# WHAT YOU WILL DO
From the line below that contains "let subscriptions = self.core.subscriptions.lock();" to the line that contains "pub fn unsubscribe(&self, fiber: &Fiber, handler: &Handler<T>)", repeat every line exactly, both ends included, and nothing else.

DATA below:

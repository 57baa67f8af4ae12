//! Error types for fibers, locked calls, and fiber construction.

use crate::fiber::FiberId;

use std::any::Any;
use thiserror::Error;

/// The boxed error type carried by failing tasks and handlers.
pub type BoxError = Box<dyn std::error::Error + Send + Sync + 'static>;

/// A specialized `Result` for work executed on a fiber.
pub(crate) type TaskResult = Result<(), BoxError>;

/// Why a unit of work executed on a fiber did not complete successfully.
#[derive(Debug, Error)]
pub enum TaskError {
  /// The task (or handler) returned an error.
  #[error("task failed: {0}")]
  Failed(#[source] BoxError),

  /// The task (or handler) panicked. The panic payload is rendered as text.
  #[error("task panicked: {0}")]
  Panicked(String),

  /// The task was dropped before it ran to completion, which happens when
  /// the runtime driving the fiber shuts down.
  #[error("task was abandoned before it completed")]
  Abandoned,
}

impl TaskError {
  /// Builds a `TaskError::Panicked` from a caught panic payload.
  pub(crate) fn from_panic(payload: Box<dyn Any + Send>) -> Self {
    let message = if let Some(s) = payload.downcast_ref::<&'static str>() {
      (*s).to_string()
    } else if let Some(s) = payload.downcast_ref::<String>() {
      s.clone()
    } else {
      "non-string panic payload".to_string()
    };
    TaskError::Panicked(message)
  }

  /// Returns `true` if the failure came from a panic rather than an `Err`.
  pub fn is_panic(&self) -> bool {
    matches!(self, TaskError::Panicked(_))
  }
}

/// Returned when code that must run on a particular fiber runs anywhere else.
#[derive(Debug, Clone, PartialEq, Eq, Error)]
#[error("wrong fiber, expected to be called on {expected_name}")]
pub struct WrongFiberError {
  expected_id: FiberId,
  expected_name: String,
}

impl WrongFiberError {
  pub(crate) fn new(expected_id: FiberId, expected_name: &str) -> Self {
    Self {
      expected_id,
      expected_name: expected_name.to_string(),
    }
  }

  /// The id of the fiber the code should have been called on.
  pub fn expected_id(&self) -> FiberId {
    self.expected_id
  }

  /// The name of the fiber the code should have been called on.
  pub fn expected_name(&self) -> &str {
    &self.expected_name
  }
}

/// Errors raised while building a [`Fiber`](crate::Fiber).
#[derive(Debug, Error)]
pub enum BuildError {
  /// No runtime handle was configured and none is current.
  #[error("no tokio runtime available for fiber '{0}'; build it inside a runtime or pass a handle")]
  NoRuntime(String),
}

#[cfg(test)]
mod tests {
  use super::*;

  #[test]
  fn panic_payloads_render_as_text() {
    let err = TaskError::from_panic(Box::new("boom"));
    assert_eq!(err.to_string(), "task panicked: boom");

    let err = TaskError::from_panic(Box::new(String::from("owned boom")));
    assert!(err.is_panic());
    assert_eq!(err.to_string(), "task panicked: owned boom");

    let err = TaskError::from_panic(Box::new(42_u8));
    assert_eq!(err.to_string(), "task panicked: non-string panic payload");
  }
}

End of DATA.
DATA below:

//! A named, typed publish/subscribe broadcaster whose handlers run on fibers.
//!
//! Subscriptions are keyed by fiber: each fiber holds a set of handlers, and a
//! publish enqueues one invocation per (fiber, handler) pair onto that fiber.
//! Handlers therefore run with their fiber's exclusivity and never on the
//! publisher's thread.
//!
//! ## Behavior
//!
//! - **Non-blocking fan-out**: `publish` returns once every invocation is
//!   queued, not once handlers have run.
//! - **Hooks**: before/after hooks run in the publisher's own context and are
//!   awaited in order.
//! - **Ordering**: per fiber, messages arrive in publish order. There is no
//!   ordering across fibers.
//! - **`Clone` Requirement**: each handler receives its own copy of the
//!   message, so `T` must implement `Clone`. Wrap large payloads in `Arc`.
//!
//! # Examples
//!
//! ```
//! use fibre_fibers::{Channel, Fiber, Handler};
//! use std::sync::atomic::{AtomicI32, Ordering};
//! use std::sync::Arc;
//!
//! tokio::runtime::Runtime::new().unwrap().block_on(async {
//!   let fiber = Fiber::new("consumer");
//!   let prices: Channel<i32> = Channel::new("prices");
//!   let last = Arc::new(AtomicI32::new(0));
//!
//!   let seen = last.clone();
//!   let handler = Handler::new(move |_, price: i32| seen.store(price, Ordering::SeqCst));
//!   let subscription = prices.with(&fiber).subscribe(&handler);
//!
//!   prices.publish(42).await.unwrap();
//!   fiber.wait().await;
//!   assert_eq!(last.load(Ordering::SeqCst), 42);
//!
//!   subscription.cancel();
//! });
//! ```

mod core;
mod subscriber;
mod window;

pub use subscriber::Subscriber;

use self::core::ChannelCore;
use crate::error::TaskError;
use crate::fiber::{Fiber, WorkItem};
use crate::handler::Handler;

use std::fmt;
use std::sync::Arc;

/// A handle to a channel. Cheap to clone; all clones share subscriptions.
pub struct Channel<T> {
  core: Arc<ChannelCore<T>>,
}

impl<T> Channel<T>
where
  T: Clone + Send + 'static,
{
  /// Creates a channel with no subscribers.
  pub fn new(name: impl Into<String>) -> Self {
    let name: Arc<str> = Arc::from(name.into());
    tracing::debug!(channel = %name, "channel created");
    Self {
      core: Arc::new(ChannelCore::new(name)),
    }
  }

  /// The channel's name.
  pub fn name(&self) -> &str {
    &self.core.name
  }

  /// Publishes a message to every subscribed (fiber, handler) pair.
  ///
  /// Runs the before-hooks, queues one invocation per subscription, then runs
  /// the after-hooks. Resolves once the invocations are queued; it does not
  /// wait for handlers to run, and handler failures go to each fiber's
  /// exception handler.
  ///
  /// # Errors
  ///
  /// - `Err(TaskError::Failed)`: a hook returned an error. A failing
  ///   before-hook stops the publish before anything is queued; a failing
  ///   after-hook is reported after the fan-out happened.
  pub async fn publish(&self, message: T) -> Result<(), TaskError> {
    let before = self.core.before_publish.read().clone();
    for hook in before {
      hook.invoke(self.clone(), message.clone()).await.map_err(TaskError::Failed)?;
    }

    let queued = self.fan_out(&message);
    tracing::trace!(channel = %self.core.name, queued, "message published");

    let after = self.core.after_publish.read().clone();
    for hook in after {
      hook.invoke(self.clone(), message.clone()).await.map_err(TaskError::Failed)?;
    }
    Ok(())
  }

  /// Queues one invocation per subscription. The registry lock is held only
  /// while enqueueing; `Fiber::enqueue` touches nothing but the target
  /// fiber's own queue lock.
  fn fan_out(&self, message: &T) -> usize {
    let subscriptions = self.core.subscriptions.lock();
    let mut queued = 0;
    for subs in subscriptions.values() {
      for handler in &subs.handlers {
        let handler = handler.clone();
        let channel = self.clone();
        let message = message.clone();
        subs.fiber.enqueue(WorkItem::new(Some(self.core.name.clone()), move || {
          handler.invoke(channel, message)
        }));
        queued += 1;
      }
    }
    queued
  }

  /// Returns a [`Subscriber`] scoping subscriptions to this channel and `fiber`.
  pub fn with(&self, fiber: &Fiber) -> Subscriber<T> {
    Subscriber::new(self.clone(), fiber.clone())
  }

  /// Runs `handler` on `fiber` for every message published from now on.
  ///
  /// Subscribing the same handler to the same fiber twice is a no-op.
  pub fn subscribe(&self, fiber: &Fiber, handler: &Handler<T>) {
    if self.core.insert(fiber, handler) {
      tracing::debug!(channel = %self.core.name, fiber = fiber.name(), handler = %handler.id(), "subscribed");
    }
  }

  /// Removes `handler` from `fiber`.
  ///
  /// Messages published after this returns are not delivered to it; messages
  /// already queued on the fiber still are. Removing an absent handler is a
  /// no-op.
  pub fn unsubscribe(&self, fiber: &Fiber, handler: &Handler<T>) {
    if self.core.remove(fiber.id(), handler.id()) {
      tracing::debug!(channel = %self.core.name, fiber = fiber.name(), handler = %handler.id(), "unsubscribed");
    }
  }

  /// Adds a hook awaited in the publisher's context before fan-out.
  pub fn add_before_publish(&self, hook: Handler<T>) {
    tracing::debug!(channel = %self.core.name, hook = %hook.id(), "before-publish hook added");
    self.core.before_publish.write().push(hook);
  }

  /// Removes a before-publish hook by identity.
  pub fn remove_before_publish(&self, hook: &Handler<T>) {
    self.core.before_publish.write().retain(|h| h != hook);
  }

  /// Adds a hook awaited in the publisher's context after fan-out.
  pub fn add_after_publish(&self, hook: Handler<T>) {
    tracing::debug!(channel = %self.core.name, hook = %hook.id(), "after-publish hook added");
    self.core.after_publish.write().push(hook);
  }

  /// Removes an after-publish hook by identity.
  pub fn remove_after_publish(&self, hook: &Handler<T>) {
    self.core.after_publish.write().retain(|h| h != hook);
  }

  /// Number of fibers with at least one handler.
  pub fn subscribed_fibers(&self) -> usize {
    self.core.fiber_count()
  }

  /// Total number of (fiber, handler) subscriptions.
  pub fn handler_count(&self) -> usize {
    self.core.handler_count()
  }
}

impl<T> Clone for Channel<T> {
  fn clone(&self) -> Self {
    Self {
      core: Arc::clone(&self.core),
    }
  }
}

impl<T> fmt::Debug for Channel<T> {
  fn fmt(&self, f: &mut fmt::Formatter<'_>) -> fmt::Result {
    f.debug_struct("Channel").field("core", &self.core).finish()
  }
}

End of DATA.
DATA below:

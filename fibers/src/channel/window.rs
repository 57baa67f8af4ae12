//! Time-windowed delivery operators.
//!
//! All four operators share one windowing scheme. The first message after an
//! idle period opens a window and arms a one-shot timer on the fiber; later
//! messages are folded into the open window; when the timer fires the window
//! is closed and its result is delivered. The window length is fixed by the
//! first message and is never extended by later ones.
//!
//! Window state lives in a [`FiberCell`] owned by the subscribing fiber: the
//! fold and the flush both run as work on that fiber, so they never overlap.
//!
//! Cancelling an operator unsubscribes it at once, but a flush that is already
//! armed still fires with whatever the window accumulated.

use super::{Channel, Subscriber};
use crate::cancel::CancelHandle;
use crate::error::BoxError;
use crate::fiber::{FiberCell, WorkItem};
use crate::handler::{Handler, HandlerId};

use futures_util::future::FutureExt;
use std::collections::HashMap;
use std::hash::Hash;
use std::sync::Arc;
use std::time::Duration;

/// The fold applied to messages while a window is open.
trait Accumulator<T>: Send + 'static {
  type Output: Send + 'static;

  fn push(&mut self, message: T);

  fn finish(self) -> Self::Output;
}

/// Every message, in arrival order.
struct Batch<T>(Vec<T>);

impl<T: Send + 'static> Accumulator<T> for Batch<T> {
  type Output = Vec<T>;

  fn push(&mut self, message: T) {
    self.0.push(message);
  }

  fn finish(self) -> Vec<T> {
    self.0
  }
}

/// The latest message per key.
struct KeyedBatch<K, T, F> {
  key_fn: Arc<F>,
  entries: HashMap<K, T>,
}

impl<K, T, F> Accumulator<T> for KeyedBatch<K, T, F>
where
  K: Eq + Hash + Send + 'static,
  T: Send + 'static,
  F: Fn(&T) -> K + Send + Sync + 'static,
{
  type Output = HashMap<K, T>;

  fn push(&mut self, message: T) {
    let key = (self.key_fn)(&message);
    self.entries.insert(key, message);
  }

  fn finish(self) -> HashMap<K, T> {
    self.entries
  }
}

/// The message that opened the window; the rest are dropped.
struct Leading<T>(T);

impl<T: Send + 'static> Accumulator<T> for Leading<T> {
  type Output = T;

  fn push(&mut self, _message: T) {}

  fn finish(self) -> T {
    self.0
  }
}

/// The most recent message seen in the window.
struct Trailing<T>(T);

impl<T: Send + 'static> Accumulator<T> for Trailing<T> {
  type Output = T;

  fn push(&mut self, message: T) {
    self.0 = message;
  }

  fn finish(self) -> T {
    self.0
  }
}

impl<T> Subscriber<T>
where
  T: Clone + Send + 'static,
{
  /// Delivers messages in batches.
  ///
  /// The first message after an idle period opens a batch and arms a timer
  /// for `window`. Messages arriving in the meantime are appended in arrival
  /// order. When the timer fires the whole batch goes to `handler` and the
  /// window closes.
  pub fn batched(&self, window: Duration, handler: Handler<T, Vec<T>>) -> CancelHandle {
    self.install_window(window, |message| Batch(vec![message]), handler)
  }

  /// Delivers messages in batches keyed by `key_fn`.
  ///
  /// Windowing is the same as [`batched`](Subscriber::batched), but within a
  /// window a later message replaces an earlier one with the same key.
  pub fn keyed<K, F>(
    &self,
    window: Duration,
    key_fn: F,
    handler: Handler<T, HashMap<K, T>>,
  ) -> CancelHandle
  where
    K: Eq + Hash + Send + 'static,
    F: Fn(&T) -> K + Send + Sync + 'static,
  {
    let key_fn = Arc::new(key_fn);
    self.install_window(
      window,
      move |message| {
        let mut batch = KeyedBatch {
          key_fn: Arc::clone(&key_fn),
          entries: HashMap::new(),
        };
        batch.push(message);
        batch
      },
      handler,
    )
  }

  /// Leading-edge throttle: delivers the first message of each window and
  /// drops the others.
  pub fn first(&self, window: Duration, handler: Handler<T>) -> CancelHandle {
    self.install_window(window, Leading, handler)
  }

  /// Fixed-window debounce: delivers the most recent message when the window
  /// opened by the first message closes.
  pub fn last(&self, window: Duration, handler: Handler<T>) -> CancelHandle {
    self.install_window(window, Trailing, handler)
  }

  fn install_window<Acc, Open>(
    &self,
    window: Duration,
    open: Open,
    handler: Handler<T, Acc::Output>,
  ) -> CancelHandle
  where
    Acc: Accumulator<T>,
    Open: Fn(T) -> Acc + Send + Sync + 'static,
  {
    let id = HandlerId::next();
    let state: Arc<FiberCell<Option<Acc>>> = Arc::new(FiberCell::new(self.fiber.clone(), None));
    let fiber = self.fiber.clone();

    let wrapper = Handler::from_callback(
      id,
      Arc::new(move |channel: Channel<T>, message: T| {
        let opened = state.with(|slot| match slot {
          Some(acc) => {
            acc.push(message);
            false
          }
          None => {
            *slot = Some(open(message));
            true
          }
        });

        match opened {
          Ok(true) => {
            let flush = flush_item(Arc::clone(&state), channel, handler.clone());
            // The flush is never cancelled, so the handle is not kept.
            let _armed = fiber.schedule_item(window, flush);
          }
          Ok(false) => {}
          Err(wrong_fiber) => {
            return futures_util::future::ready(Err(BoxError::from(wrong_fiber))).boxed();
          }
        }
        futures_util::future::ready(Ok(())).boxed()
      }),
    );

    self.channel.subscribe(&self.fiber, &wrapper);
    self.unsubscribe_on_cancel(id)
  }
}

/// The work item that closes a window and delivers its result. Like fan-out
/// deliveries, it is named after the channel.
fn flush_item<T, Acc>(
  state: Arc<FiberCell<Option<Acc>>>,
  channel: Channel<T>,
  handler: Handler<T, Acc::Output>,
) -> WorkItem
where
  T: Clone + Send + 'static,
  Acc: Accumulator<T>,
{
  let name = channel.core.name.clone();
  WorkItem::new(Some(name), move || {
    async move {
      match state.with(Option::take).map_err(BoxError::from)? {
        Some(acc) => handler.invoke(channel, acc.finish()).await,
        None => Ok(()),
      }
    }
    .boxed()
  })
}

End of DATA.

# TASK RESPONSE
    let subscriptions = self.core.subscriptions.lock();
    let mut queued = 0;
    for subs in subscriptions.values() {
      for handler in &subs.handlers {
        let handler = handler.clone();
        let channel = self.clone();
        let message = message.clone();
        subs.fiber.enqueue(WorkItem::new(Some(self.core.name.clone()), move || {
          handler.invoke(channel, message)
        }));
        queued += 1;
      }
    }
    queued
  }

  /// Returns a [`Subscriber`] scoping subscriptions to this channel and `fiber`.
  pub fn with(&self, fiber: &Fiber) -> Subscriber<T> {
    Subscriber::new(self.clone(), fiber.clone())
  }

  /// Runs `handler` on `fiber` for every message published from now on.
  ///
  /// Subscribing the same handler to the same fiber twice is a no-op.
  pub fn subscribe(&self, fiber: &Fiber, handler: &Handler<T>) {
    if self.core.insert(fiber, handler) {
      tracing::debug!(channel = %self.core.name, fiber = fiber.name(), handler = %handler.id(), "subscribed");
    }
  }

  /// Removes `handler` from `fiber`.
  ///
  /// Messages published after this returns are not delivered to it; messages
  /// already queued on the fiber still are. Removing an absent handler is a
  /// no-op.
  pub fn unsubscribe(&self, fiber: &Fiber, handler: &Handler<T>) {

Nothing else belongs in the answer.